Temporomandibular disorders (TMD) and rheumatoid arthritis (RA) are diagnosed by signs and symptoms, including clicking, crepitus, pain, and limitation of joint movement (1,2). The use of symptoms to diagnose TMD or RA of the temporomandibular joint (TMJ) is ultimately a reflection of limited appreciation of pathophysiological mechanisms underlying these conditions. Not surprisingly, current management approaches are unsatisfactory in terms of diagnostic criteria and long-term clinical outcome (3). The hypothesis that neurogenic inflammation (NI) plays a pivotal role in the development of TMD and RA has been increasingly accepted in recent years (4).

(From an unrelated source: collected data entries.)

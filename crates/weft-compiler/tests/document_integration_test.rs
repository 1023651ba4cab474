// Copyright (C) 2025 SyncMyOrders Sp. z o.o.
// SPDX-License-Identifier: AGPL-3.0-or-later
//! Integration tests for compiling a whole document against one namespace.
//!
//! The document fixture lives in tests/fixtures.

mod common;

use common::load_fixture;
use serde_json::json;
use weft_compiler::workflow::State;
use weft_compiler::{ArtifactBundle, BackendKind, CompilationDocument, CompilerConfig, compile_document};

fn compile_fixture(filename: &str) -> ArtifactBundle {
    let document: CompilationDocument = serde_json::from_str(&load_fixture(filename))
        .unwrap_or_else(|e| panic!("Failed to parse {filename}: {e}"));
    compile_document(&document, &CompilerConfig::default()).unwrap()
}

#[test]
fn test_document_reads_resources_and_values() {
    let document: CompilationDocument = serde_json::from_str(&load_fixture("orders_api.json")).unwrap();
    assert_eq!(document.table.resources.len(), 2);
    assert!(document.table.resources["fulfil"].express);
    assert_eq!(document.resolvers.keys().collect::<Vec<_>>(), ["getOrder", "deleteOrder", "region"]);
    assert_eq!(document.workflows.len(), 1);
}

#[test]
fn test_data_sources_are_shared_across_resolvers() {
    let bundle = compile_fixture("orders_api.json");

    assert_eq!(bundle.data_sources.len(), 1);
    let source = &bundle.data_sources[0];
    assert_eq!(source.name, "orders_keyValueStore");
    assert_eq!(source.kind, BackendKind::KeyValueStore);
    assert_eq!(source.resource.identifier, "Orders");

    let stages: Vec<(&str, &str, Option<&str>)> = bundle
        .resolvers
        .iter()
        .flat_map(|pipeline| {
            pipeline
                .stages
                .iter()
                .map(|stage| (pipeline.name.as_str(), stage.name.as_str(), stage.data_source.as_deref()))
        })
        .collect();
    assert_eq!(
        stages,
        [
            ("getOrder", "getOrder_orders", Some("orders_keyValueStore")),
            ("deleteOrder", "deleteOrder_orders", Some("orders_keyValueStore")),
            ("region", "region", None),
        ]
    );
}

#[test]
fn test_reference_values_fold_into_templates() {
    let bundle = compile_fixture("orders_api.json");
    let region = bundle.resolvers.iter().find(|p| p.name == "region").unwrap();
    assert!(region.stages[0].response_template.contains("eu-west-1"));
}

#[test]
fn test_express_workflow_starts_synchronously() {
    let bundle = compile_fixture("orders_api.json");

    assert_eq!(bundle.workflows.len(), 1);
    let workflow = &bundle.workflows[0];
    assert_eq!(workflow.name, "processOrder");
    let Some(State::Task(task)) = workflow.definition.state("result = fulfil(...)") else {
        panic!("expected a task state, got {:?}", workflow.definition.states.keys());
    };
    assert_eq!(task.resource, "arn:aws:states:::states:startExecution.sync:2");
    assert_eq!(
        task.parameters,
        Some(json!({
            "StateMachineArn": "arn:aws:states:eu-west-1:1:stateMachine:fulfil",
            "Input.$": "$.order"
        }))
    );
}

#[test]
fn test_bundle_serializes_camel_case() {
    let bundle = compile_fixture("orders_api.json");
    let value = serde_json::to_value(&bundle).unwrap();
    assert!(value["dataSources"].is_array());
    assert_eq!(value["resolvers"][0]["stages"][0]["dataSource"], json!("orders_keyValueStore"));
    assert_eq!(value["workflows"][0]["definition"]["StartAt"], json!("Initialize"));
}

NI is defined as increased vascular permeability and plasma extravasation (PE) elicited by antidromic stimulation of nociceptive nerve fibers (5). This efferent function of afferent nerves has been proposed to be manifested by means of a neurogenic “dorsal root reflex”(6). Orthodromically conducted action potentials elicited from afferent nerve terminals into the central nervous system are thought to result in impulses antidromically, leading to the release of proinflammatory mediators. The sympathetic nervous system has been suggested to play a significant, though as yet undefined, role in modulating NI (7,8). The central nervous system also appears to influence NI development. For example, unilateral arthritis development in hemiplegic patients has been reported in several instances (9–11).

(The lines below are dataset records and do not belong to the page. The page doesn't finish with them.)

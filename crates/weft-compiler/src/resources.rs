// Copyright (C) 2025 SyncMyOrders Sp. z o.o.
// SPDX-License-Identifier: AGPL-3.0-or-later
//! Backends that service calls resolve to.

use indexmap::IndexMap;
use serde::{Deserialize, Serialize};
use weft_ast::{ExternalValue, ReferenceEvaluator};

/// The kind of backend a referenced resource is.
#[derive(
    Debug,
    Clone,
    Copy,
    PartialEq,
    Eq,
    Hash,
    Serialize,
    Deserialize,
    strum::Display,
    strum::AsRefStr,
    strum::EnumString,
)]
#[serde(rename_all = "camelCase")]
#[strum(serialize_all = "camelCase")]
pub enum BackendKind {
    /// A table with item operations.
    KeyValueStore,
    /// A function invoked with a payload.
    ComputeFunction,
    /// A state machine started with an input.
    WorkflowOrchestrator,
}

/// A concrete backend behind a reference.
#[derive(Debug, Clone, PartialEq, Eq, Serialize, Deserialize)]
#[serde(rename_all = "camelCase")]
pub struct Resource {
    pub kind: BackendKind,
    /// Table name, function ARN, or state machine ARN.
    pub identifier: String,
    /// Express state machines are started synchronously.
    #[serde(default, skip_serializing_if = "std::ops::Not::not")]
    pub express: bool,
}

impl Resource {
    pub fn new(kind: BackendKind, identifier: impl Into<String>) -> Self {
        Self {
            kind,
            identifier: identifier.into(),
            express: false,
        }
    }

    /// Mark a workflow orchestrator as express.
    pub fn express(mut self) -> Self {
        self.express = true;
        self
    }
}

/// Maps a reference name to the backend it is bound to.
pub trait ResourceResolver {
    fn resolve(&self, name: &str) -> Option<Resource>;
}

/// Resources and plain values known for one compilation, as read from the
/// input document.
#[derive(Debug, Clone, Default, PartialEq, Serialize, Deserialize)]
pub struct ResourceTable {
    #[serde(default)]
    pub resources: IndexMap<String, Resource>,
    #[serde(default)]
    pub values: IndexMap<String, ExternalValue>,
}

impl ResourceTable {
    pub fn new() -> Self {
        Self::default()
    }

    pub fn with_resource(mut self, name: impl Into<String>, resource: Resource) -> Self {
        self.resources.insert(name.into(), resource);
        self
    }

    pub fn with_value(mut self, name: impl Into<String>, value: ExternalValue) -> Self {
        self.values.insert(name.into(), value);
        self
    }
}

impl ResourceResolver for ResourceTable {
    fn resolve(&self, name: &str) -> Option<Resource> {
        self.resources.get(name).cloned()
    }
}

impl ReferenceEvaluator for ResourceTable {
    /// Plain values evaluate to themselves; resources to an opaque handle
    /// carrying their identifier.
    fn evaluate(&self, name: &str) -> Option<ExternalValue> {
        if let Some(value) = self.values.get(name) {
            return Some(value.clone());
        }
        self.resources.get(name).map(|resource| ExternalValue::Opaque {
            handle: resource.identifier.clone(),
        })
    }
}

Evidence for NI in the TMJ has focused on identifying putative proinflammatory neuropeptides such as substance P (SP). Comparisons of TMJ aspirates from patients with internal disk derangement and control groups have revealed more intense expression of SP-like immunoreactivity and pain ratings from affected patients (12). SP injection into the TMJ increases articular levels of other proinflammatory peptides, such as neuropeptide Y, neurokinin A, and calcitonin gene-related peptide (13).

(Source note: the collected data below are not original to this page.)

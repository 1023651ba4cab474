// Copyright (C) 2025 SyncMyOrders Sp. z o.o.
// SPDX-License-Identifier: AGPL-3.0-or-later
//! Integration tests for control-flow resolution over a complete function.

use serde_json::{Value, json};
use weft_ast::syntax::{Block, FunctionDecl, IfStmt, TryStmt};
use weft_ast::{Ast, ControlFlow, NodeId, SyntaxKind, parse_tree};

fn assign(name: &str) -> Value {
    json!({ "kind": "VariableStmt", "name": name, "initializer": { "kind": "NumberLiteral", "value": 1 } })
}

fn ret(expression: Value) -> Value {
    json!({ "kind": "ReturnStmt", "expression": expression })
}

/// ```text
/// function handler(input) {
///   let result;
///   try {
///     if (input) { return 1; } else { result = 2; }
///   } catch (err) {
///     throw err;
///   } finally {
///     const done = 1;
///   }
///   return result;
/// }
/// ```
fn handler() -> (Ast, NodeId) {
    let tree = json!({
        "kind": "FunctionDecl",
        "name": "handler",
        "parameters": [{ "kind": "ParameterDecl", "name": "input" }],
        "body": { "kind": "Block", "statements": [
            { "kind": "VariableStmt", "name": "result" },
            { "kind": "TryStmt",
              "tryBlock": { "kind": "Block", "statements": [{
                  "kind": "IfStmt",
                  "condition": { "kind": "Identifier", "name": "input" },
                  "thenStmt": { "kind": "Block", "statements": [ret(json!({ "kind": "NumberLiteral", "value": 1 }))] },
                  "elseStmt": { "kind": "Block", "statements": [assign("result")] }
              }]},
              "catchClause": {
                  "kind": "CatchClause",
                  "variable": { "kind": "VariableStmt", "name": "err" },
                  "block": { "kind": "Block", "statements": [
                      { "kind": "ThrowStmt", "expression": { "kind": "Identifier", "name": "err" } }
                  ]}
              },
              "finallyBlock": { "kind": "Block", "isFinally": true, "statements": [assign("done")] }
            },
            ret(json!({ "kind": "Identifier", "name": "result" }))
        ]}
    });
    parse_tree(&tree).unwrap()
}

#[test]
fn test_function_entry_skips_uninitialised_declaration() {
    let (ast, root) = handler();
    let cf = ControlFlow::new(&ast);
    let body = ast.cast::<FunctionDecl>(root).unwrap().body;
    let statements = ast.cast::<Block>(body).unwrap().statements.clone();
    let first = cf.step(body).unwrap();

    // step(body) -> step(let result) -> exit -> step(try) -> step(tryBlock) -> if
    assert_eq!(ast.kind(first), SyntaxKind::IfStmt);
    assert_eq!(ast.find_parent_kind(first, SyntaxKind::TryStmt), Some(statements[1]));
}

#[test]
fn test_branches_converge_on_finally() {
    let (ast, root) = handler();
    let cf = ControlFlow::new(&ast);
    let body = ast.cast::<FunctionDecl>(root).unwrap().body;
    let statements = ast.cast::<Block>(body).unwrap().statements.clone();
    let try_stmt = ast.cast::<TryStmt>(statements[1]).unwrap();
    let finally = try_stmt.finally_block.unwrap();
    let finally_first = ast.cast::<Block>(finally).unwrap().statements[0];

    let if_stmt = cf.step(body).unwrap();
    let else_block = ast.cast::<IfStmt>(if_stmt).unwrap().else_stmt.unwrap();
    let else_first = ast.cast::<Block>(else_block).unwrap().statements[0];

    assert_eq!(cf.exit(else_first), Some(finally_first));
    assert_eq!(cf.exit(finally_first), Some(statements[2]));
    assert_eq!(cf.exit(statements[2]), None);
}

#[test]
fn test_errors_route_through_catch_then_finally() {
    let (ast, root) = handler();
    let cf = ControlFlow::new(&ast);
    let body = ast.cast::<FunctionDecl>(root).unwrap().body;
    let statements = ast.cast::<Block>(body).unwrap().statements.clone();
    let try_stmt = ast.cast::<TryStmt>(statements[1]).unwrap();
    let catch = try_stmt.catch_clause.unwrap();
    let finally = try_stmt.finally_block.unwrap();

    let if_stmt = cf.step(body).unwrap();
    assert_eq!(cf.throw(if_stmt), Some(catch));

    let rethrow = ast.collect_children(catch, |ast, id| {
        (ast.kind(id) == SyntaxKind::ThrowStmt).then_some(id)
    });
    assert_eq!(cf.throw(rethrow[0]), Some(finally));
    assert_eq!(cf.throw(statements[2]), None);
}

#[test]
fn test_terminal_and_scope_queries() {
    let (ast, root) = handler();
    let cf = ControlFlow::new(&ast);
    let body = ast.cast::<FunctionDecl>(root).unwrap().body;
    let statements = ast.cast::<Block>(body).unwrap().statements.clone();

    assert!(cf.is_terminal(body));
    assert!(!cf.is_terminal(statements[1]));

    let scope = cf.lexical_scope(statements[2]);
    let names: Vec<&str> = scope.keys().map(String::as_str).collect();
    assert_eq!(names, vec!["input", "result"]);
}
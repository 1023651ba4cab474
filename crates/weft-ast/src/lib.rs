// Copyright (C) 2025 SyncMyOrders Sp. z o.o.
// SPDX-License-Identifier: AGPL-3.0-or-later
//! Syntax tree model for the weft compilers.
//!
//! This crate holds everything the backends share:
//! - The closed set of node variants, deserializable from the upstream JSON tree
//! - The arena ([`Ast`]) with parent/child links and structural queries
//! - Control-flow queries ([`ControlFlow`]): step, exit, throw, scopes
//! - Constant folding and expression flattening ([`fold`])

pub mod ast;
pub mod control_flow;
pub mod error;
pub mod external;
pub mod fold;
pub mod syntax;

pub use ast::{Ast, NodeId, Traversal};
pub use control_flow::{Binding, BindingKind, ControlFlow};
pub use error::{AstError, Result};
pub use external::{ExternalValue, NoReferences, ReferenceEvaluator};
pub use fold::{
    Constant, FlattenScope, PathSegment, ReferencePath, assert_valid_event_reference,
    eval_to_constant, flatten_expression, flatten_return_event, flatten_statements_scope,
    get_reference_path, to_json,
};
pub use syntax::{BinaryOp, NodeKind, Syntax, SyntaxKind, SyntaxTree, SyntaxVariant, UnaryOp};

// ============================================================================
// Parsing Functions
// ============================================================================

/// Parse an upstream syntax tree from a JSON value and allocate it.
pub fn parse_tree(json: &serde_json::Value) -> std::result::Result<(Ast, NodeId), ParseError> {
    let tree: SyntaxTree = serde_json::from_value(json.clone())?;
    Ok(Ast::from_tree(&tree)?)
}

/// Failure to turn a JSON value into an [`Ast`].
#[derive(Debug, thiserror::Error)]
pub enum ParseError {
    #[error("failed to parse syntax tree: {0}")]
    Json(#[from] serde_json::Error),
    #[error(transparent)]
    Ast(#[from] AstError),
}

Despite recent interest in the study of the relevance of NI in TMD and RA, the aforementioned evidence for proinflammatory neurogenic mechanisms in the TMJ has been circumstantial at best. Direct physiologic examination of the TMJ to characterize the potential role of neurogenic mechanisms in inducing inflammation appears to be the subsequent logical step for investigation.
Mustard oil (MO) (allyl isothiocyanate) is a selective excitant of small unmyelinated nociceptive fibers, which appears to act solely through a neurogenic mechanism (13). Inflammation elicited by MO is not directly through arachidonic acid metabolism, mast cell degranulation, histamine, serotonin, nitric oxide, or calcitonin gene-related peptide receptor mechanisms (14,15). Hu et al. (16) demonstrated that MO can induce an increase in rat jaw or neck muscle electromyographic (EMG) activity in addition to inducing an acute inflammatory reaction characterized by PE. Theoretically, blockade of PE should be possible by preventing depolarization of neural membranes by local anesthesia. The action of local anesthetics, such as lidocaine, is at the neural membrane surface, at the site of specific receptors located on or within sodium channels (17). Receptor binding prevents influx of sodium through these channels and inhibition of neuronal membrane depolarization.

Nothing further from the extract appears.